Article édifiant et très instructif. Après l'épisode du rocher de Leila , l'Espagne bombe de nouveau le torse suite aux événements de Sebta. N'aurait il pas fallu laisser passé 500 000 000 voire 1 million de personnes pour montrer la réalité des rapports. Le voile est levé depuis la reconnaissance américaine et l'Europe montre son vrai visage et son hostilité envers le Maroc. Elle nous impose une guerre depuis 50 ans qui met à mal l'économie du pays et le développement humain de sa population et comble du mépris, elle s'offusque de l'immigration qu'elle crée de toutes pièces.

Beaucoup de masques tombent ces derniers temps . Les revendications des minorités en Europe sont balayées d’un revers de la main . La préférence européenne est devenue la règle avec la crise du Covid . La volonté de consommer local et de fermer les frontières , la réservation des vaccins et autres matériel médical et médicaments aux seuls nationaux . Voilà l’Europe . Nous qui avons cru aux slogans , tombons des nues .

Notre différend avec l'Espagne porte sur deux points principaux:le Sahara et les villes et îles occupées au nord.S'agissant du Sahara, la reconnaissance ou non par l'Espagne de notre souveraineté sur ce territoire est superfétatoire.Seule compte la position des pays membres permanents du CS.Celle des autres, dont l'Espagne,compte pour des prunes! Néanmoins,chaque fois que necéssaire,il faut rendre à ce voisin la monnaie de sa pièce!le Maroc peut y actionner 3 leviers au moins: coopération dans la lutte contre l'émigration,contre le terrorisme et contre le trafic de drogues.Quant à la question des territoires encore occupés par l'Espagne,il est temps que le Maroc clarifie sa position officielle:demander officiellement la restitution de ces territoires,ou se taire à jamais!le reste=bavardage

Wow ! Je suis multi-dimensionnellement et hautement heureux de constater que le Maroc regorge d'intellectuel(e)ls plein(e)s de patriotisme et de fierté d'être les défenseurs de ce beau pays, le Maroc. Merci aux intellectuel(le)s du Maroc... et que soient maudits les vendu(e)s qui troquent leurs citoyenneté pour quelques $$ de plus.

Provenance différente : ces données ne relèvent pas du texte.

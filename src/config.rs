// =============================================================================
// indexheap — Compile-time configuration
// =============================================================================
//
// Everything here is a compile-time constant or a `cfg`-gated choice. The
// allocator has no runtime configuration struct: arena size is a const
// generic on `IndexHeap`, fit policy is a Cargo feature, and the critical
// section / log sink are registered once via function pointers (see
// `critical` and `log`).
// =============================================================================

/// Bytes per cell: two bytes of header info (`next_block`, `prev_block`) plus
/// a four-byte body that is either free-list links or raw user data.
pub const CELL_SIZE: usize = 8;

/// Bytes occupied by the `next_block`/`prev_block` index pair at the front
/// of every cell.
pub const HEADER_SIZE: usize = 4;

/// Bytes available in a cell's body: free-list links when the block is
/// free, user data when it is allocated.
pub const BODY_SIZE: usize = CELL_SIZE - HEADER_SIZE;

/// High bit of `next_block` marks a block as free; the low 15 bits are the
/// successor cell index.
pub const FREE_FLAG: u16 = 0x8000;

/// Mask to recover a cell index out of a `next_block` value.
pub const INDEX_MASK: u16 = 0x7FFF;

/// Cell count large enough to index is capped by the 15-bit index space.
pub const MAX_CELLS: usize = (INDEX_MASK as usize) + 1;

/// Number of cells `blocks(s)` needs to hold `s` bytes of user data.
///
/// One cell if the data fits in a single body; otherwise two cells plus
/// however many whole cells are needed for the remainder.
pub const fn blocks_for_bytes(s: usize) -> usize {
    if s <= BODY_SIZE {
        1
    } else {
        2 + (s - 1 - BODY_SIZE) / CELL_SIZE
    }
}

/// Converts a byte budget into a cell count suitable as the const generic
/// `N` on `IndexHeap<N>`. Rounds down; callers picking `N` directly don't
/// need this, it exists for call sites that only know a byte budget.
pub const fn cells_for_bytes(bytes: usize) -> usize {
    let n = bytes / CELL_SIZE;
    if n > MAX_CELLS { MAX_CELLS } else { n }
}

#[cfg(all(feature = "first-fit", not(feature = "best-fit")))]
pub const FIRST_FIT: bool = true;
#[cfg(not(all(feature = "first-fit", not(feature = "best-fit"))))]
pub const FIRST_FIT: bool = false;

#[cfg(test)]
mod tests {
    use super::*;

    #[test]
    fn single_cell_for_small_sizes() {
        assert_eq!(blocks_for_bytes(0), 1);
        assert_eq!(blocks_for_bytes(1), 1);
        assert_eq!(blocks_for_bytes(BODY_SIZE), 1);
    }

    #[test]
    fn exact_multiples_are_tight() {
        assert_eq!(blocks_for_bytes(BODY_SIZE + 1), 2);
        assert_eq!(blocks_for_bytes(BODY_SIZE + CELL_SIZE), 3);
    }
}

Excellent Merci Lady Moina, vos sujets objectifs, directs sont stupéfiants, je me permet de partagé cet article très enrichissant sur le Groupe le amis des sept arts, sur A.P.C.A association des pionniers de la culture et des arts et bien sur sur a page Boulahcen Lahsen ; merci encore j ais toujours étais fier des grands journaliste Merciiiiii

Bravo Madame pour cette pertinente analyse, ce rappel historique et belle réplique aux hypocrites européens et espagnoles

Pathétique !

Merci beaucoup pour ce magnifique texte et ce plaidoyer magistral. Cette vieille Europe ne comprend que la force et ceci est inscrit dans ses gênes. Avant l’accalmie observée depuis la 2e guerre mondiale, l’Europe s’embrasait de part en part avec des populations qui s’entretuaient presque tous les ans et dans toute l’Europe. Pas plus de 5 ans de paix. Il faut que le Maroc renforce d’avantage ses relations avec les États-Unis et d’autres puissances non Européennes pour assoir sa force régionale. Si les européens maintiennent cette posture, alors nos petits, petits enfants envahiront de nouveau l’Europe et en premier lieu l’Espagne. On y restera un autre 7 siècles. Car l’histoire change et la grandeur des pays évolue.